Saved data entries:
=====

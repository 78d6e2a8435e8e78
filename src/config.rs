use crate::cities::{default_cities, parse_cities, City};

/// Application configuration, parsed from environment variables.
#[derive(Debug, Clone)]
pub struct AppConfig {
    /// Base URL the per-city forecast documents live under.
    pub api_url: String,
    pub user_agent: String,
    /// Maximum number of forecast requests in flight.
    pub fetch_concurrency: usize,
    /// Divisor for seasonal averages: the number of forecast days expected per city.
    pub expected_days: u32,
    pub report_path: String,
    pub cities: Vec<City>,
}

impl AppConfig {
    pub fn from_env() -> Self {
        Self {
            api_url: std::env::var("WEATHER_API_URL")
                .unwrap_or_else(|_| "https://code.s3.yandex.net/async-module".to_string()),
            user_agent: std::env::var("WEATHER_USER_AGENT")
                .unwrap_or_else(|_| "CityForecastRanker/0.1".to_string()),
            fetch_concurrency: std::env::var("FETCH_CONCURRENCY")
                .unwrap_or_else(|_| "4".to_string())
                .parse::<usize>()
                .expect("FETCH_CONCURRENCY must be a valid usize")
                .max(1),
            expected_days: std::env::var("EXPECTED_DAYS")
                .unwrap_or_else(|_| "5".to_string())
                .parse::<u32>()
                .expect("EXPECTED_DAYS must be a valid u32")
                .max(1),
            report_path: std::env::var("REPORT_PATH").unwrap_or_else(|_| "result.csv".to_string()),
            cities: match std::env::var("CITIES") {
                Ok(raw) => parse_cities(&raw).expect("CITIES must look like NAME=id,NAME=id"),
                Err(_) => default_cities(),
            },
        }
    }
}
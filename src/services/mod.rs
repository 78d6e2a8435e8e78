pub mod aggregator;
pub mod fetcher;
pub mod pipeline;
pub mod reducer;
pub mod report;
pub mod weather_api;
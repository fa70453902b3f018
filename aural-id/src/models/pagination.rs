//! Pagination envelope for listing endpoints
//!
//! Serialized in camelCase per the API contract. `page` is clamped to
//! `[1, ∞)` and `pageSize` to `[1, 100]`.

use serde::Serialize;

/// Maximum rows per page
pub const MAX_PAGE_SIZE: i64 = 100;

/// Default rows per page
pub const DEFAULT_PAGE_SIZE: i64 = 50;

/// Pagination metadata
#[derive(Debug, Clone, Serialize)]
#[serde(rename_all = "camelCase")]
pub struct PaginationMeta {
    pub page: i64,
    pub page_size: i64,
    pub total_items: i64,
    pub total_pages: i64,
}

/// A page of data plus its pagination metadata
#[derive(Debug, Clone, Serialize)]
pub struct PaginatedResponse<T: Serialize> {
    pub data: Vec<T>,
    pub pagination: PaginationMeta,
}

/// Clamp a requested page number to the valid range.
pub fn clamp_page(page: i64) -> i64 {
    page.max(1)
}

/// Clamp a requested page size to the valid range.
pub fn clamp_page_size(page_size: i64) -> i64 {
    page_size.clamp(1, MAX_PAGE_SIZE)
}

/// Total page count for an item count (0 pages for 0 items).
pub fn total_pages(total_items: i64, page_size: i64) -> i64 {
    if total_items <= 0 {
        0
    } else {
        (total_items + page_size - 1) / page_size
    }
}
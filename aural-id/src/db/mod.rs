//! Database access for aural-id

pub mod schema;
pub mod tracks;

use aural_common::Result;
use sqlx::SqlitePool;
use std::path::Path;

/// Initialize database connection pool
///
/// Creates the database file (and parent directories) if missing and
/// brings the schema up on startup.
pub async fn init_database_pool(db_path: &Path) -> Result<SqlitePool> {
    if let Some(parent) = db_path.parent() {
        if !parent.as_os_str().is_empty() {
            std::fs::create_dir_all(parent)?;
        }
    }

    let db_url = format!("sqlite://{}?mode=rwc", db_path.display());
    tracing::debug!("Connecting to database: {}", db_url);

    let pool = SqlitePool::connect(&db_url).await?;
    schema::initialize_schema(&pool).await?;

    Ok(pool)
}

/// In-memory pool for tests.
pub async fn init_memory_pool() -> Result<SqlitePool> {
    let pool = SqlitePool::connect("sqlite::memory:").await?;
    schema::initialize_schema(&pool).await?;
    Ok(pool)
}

=====

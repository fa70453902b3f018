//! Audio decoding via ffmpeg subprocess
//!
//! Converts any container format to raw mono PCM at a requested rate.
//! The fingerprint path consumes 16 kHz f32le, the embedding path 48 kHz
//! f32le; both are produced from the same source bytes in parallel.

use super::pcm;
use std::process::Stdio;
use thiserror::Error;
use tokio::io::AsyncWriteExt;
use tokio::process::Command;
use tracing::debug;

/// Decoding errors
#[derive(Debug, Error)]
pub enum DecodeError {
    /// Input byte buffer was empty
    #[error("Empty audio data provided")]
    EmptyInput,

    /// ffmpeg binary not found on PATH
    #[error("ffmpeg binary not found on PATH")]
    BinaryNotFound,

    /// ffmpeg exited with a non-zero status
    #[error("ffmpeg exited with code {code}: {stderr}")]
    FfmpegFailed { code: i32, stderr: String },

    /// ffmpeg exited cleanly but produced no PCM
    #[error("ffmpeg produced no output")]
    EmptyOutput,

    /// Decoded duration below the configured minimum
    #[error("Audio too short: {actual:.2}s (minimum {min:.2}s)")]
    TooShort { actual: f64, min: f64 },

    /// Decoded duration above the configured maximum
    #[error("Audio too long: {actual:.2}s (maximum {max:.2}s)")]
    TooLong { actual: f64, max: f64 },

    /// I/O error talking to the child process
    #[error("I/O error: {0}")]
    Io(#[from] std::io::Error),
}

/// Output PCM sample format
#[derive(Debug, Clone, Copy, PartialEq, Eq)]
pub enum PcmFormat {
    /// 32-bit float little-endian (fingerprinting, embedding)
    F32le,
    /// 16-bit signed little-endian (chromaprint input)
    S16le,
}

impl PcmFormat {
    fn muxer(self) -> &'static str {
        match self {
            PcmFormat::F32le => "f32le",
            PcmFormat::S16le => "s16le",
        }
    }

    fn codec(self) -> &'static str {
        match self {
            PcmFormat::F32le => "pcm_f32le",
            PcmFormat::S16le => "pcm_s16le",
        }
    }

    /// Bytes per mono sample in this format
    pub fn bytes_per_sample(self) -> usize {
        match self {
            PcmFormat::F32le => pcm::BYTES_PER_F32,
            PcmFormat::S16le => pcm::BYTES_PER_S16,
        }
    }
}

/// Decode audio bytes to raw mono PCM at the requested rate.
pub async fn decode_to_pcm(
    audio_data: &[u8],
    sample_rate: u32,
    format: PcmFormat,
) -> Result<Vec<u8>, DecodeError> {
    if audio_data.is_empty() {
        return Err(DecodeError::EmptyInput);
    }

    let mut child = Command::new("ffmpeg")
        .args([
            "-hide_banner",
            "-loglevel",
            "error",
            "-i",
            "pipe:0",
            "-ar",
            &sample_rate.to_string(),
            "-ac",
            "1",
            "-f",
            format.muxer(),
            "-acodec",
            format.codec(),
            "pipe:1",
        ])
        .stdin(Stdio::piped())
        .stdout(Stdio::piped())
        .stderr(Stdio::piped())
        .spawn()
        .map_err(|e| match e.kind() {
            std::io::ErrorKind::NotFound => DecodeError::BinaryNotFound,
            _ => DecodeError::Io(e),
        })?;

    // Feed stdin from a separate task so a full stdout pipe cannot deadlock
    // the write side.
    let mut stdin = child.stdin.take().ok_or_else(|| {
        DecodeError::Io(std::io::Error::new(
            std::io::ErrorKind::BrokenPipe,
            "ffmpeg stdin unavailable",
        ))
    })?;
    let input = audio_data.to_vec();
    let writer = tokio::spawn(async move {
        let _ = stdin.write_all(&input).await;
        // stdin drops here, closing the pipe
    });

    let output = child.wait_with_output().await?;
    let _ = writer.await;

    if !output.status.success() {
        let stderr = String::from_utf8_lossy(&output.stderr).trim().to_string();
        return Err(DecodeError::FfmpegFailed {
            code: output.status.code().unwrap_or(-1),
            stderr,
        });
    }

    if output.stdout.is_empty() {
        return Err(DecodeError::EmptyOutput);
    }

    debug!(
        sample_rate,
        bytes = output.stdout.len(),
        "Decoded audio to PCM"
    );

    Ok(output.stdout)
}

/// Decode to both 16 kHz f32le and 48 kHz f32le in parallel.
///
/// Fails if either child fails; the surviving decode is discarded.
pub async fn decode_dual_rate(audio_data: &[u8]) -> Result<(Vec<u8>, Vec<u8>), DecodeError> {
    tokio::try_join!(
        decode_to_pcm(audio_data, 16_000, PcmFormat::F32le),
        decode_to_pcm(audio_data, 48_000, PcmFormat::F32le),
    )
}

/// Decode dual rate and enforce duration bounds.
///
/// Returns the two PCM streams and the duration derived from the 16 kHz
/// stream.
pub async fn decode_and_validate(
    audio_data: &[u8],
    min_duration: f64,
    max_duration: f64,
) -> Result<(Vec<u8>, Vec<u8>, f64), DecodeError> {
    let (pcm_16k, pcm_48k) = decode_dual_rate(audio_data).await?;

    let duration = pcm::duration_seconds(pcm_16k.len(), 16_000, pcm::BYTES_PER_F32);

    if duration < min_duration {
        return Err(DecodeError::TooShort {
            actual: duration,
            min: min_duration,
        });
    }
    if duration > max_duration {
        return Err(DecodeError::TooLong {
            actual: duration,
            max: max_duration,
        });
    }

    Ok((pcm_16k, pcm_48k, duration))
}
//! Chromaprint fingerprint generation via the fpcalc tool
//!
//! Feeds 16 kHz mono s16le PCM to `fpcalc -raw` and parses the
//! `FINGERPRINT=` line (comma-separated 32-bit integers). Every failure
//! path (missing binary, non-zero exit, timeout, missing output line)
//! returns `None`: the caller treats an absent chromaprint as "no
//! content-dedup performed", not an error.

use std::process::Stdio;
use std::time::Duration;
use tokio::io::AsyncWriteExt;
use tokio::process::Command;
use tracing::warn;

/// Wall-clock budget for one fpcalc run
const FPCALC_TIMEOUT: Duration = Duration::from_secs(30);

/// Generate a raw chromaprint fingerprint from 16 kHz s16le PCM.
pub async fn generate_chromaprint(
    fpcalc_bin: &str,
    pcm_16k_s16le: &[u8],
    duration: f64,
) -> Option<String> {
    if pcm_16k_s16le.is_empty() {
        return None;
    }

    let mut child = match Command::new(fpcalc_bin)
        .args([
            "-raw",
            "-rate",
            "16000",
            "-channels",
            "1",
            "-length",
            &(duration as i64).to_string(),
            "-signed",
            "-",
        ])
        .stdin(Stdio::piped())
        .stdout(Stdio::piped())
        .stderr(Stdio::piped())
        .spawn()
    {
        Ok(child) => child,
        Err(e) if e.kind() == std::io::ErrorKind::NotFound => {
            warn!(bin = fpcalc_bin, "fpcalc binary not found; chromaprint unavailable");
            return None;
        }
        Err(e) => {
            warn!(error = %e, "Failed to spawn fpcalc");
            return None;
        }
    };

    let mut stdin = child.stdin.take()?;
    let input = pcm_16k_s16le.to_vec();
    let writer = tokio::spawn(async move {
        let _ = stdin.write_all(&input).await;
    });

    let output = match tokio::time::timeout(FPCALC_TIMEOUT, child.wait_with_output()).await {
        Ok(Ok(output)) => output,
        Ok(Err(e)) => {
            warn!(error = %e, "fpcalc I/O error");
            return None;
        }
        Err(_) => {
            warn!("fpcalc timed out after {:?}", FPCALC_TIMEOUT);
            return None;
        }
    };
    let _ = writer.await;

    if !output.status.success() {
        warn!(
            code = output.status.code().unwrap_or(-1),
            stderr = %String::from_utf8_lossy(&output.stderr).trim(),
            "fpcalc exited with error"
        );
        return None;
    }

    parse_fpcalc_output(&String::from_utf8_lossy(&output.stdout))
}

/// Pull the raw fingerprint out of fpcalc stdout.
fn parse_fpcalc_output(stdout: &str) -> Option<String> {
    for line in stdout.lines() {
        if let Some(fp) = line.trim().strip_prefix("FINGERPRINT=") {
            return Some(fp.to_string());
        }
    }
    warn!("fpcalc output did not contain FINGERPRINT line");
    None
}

=====

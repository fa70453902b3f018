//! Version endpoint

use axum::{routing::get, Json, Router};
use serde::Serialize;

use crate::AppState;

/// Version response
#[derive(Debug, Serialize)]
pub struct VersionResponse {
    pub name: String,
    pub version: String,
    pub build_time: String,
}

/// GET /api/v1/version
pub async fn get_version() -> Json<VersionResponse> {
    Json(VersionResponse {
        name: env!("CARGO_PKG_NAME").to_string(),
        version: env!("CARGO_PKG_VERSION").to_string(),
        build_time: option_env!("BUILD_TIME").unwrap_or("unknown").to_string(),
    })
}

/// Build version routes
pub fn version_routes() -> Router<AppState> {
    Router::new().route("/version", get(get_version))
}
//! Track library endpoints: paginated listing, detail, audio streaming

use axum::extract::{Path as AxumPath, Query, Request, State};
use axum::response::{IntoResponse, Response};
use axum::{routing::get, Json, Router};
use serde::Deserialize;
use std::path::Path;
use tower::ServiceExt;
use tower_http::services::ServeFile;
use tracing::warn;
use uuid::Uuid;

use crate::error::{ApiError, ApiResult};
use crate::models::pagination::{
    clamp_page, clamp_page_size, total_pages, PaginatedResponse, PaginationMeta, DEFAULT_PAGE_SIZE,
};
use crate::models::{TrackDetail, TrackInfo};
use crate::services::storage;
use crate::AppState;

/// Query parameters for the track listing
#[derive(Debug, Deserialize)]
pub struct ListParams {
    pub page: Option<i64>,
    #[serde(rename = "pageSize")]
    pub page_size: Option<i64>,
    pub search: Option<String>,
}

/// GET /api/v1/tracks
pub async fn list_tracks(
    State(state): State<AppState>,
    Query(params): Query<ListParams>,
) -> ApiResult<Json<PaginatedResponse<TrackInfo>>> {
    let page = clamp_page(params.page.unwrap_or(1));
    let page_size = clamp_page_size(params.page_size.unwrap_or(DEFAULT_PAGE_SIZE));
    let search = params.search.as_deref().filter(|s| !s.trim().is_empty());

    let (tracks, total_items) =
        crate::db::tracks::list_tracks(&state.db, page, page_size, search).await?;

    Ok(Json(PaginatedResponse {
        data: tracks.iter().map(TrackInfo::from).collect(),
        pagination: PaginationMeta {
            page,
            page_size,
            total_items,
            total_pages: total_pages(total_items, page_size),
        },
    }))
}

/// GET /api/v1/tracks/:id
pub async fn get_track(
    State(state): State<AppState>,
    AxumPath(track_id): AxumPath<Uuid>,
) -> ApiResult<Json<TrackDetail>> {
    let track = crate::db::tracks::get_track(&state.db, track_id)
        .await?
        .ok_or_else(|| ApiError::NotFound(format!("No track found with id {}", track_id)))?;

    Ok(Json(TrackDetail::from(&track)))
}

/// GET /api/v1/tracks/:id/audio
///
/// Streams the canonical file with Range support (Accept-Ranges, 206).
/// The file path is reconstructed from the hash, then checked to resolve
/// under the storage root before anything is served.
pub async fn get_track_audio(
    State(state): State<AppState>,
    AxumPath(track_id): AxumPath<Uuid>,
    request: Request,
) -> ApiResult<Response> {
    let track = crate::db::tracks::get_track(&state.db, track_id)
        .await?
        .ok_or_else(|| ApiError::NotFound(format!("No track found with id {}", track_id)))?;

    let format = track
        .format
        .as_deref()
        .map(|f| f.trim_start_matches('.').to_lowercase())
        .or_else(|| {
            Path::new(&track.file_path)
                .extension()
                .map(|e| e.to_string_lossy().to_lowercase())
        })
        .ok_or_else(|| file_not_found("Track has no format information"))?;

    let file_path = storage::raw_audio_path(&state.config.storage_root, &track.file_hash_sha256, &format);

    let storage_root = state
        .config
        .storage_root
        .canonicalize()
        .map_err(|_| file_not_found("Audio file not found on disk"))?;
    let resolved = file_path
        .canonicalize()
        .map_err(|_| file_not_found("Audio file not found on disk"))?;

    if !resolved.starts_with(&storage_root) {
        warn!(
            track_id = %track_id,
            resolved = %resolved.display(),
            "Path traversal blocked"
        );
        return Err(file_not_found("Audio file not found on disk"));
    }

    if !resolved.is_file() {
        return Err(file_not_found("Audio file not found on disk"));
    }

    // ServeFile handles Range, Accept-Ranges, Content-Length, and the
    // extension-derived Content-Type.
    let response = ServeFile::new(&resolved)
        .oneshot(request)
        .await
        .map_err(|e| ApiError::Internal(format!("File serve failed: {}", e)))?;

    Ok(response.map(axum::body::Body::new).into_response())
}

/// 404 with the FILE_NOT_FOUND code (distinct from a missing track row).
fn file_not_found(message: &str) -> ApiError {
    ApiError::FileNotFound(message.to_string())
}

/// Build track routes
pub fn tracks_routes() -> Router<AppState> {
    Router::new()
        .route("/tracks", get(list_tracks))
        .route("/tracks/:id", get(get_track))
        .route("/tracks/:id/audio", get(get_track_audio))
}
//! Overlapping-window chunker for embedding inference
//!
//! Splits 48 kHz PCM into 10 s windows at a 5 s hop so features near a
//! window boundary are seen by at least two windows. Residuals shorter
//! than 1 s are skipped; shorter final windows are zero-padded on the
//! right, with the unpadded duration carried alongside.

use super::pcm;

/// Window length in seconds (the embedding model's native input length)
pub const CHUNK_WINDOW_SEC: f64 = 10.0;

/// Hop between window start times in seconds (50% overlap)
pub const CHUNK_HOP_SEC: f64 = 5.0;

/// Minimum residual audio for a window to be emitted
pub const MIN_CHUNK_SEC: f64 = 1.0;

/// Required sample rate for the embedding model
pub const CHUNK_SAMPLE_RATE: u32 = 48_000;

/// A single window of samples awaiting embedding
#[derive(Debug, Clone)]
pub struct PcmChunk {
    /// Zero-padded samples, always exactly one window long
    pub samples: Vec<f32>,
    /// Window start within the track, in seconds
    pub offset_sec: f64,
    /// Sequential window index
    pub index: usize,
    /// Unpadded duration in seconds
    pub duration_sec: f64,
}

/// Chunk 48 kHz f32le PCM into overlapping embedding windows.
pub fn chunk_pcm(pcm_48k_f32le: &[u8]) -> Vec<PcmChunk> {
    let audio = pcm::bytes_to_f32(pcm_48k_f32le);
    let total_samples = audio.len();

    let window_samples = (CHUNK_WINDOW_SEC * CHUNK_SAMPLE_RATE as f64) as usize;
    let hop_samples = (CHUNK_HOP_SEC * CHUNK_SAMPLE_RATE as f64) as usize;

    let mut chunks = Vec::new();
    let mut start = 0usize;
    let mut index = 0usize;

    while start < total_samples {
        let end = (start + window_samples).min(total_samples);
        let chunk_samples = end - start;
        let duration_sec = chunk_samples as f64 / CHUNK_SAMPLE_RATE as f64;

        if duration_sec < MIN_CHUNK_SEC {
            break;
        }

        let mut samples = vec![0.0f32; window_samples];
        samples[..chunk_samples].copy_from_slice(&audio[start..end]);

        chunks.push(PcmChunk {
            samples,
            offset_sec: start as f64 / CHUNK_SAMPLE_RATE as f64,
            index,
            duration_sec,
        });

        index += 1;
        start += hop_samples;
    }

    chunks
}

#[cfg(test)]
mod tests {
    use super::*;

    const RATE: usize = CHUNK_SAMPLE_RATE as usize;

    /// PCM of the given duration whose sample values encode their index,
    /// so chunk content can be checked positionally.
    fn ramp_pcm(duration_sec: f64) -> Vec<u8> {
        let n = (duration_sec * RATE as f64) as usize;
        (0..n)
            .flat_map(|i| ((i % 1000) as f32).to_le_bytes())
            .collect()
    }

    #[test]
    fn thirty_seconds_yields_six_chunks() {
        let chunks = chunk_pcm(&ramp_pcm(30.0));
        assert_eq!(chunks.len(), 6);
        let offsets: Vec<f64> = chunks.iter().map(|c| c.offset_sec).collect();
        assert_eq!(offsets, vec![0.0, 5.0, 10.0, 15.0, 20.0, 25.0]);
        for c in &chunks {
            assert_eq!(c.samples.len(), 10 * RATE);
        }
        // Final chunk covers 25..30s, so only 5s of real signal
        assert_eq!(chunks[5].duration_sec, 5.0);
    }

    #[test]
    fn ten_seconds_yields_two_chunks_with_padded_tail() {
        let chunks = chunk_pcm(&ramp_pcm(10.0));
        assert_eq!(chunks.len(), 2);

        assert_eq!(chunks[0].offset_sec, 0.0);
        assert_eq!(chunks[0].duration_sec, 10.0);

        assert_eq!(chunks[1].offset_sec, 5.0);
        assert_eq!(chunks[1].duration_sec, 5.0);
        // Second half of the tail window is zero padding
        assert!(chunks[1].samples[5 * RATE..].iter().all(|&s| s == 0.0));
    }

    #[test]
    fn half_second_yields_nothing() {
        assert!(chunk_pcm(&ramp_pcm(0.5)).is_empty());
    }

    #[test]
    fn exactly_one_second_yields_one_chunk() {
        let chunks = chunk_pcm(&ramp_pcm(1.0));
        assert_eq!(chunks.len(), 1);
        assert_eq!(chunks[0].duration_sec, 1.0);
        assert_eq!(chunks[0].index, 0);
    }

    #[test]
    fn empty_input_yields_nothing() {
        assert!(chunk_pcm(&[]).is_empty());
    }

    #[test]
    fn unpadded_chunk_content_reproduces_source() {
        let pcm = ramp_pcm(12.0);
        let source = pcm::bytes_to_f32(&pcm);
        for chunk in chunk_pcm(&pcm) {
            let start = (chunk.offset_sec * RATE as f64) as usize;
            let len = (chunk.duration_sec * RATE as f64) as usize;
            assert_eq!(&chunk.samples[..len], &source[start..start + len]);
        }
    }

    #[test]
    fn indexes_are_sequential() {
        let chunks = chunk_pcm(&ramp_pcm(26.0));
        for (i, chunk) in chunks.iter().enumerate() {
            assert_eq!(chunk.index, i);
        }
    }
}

=====

__THE TASK__
The word "collect" may appear in several lines of the data; count those lines and give only the number.

__RESPONSE TO THE TASK__
3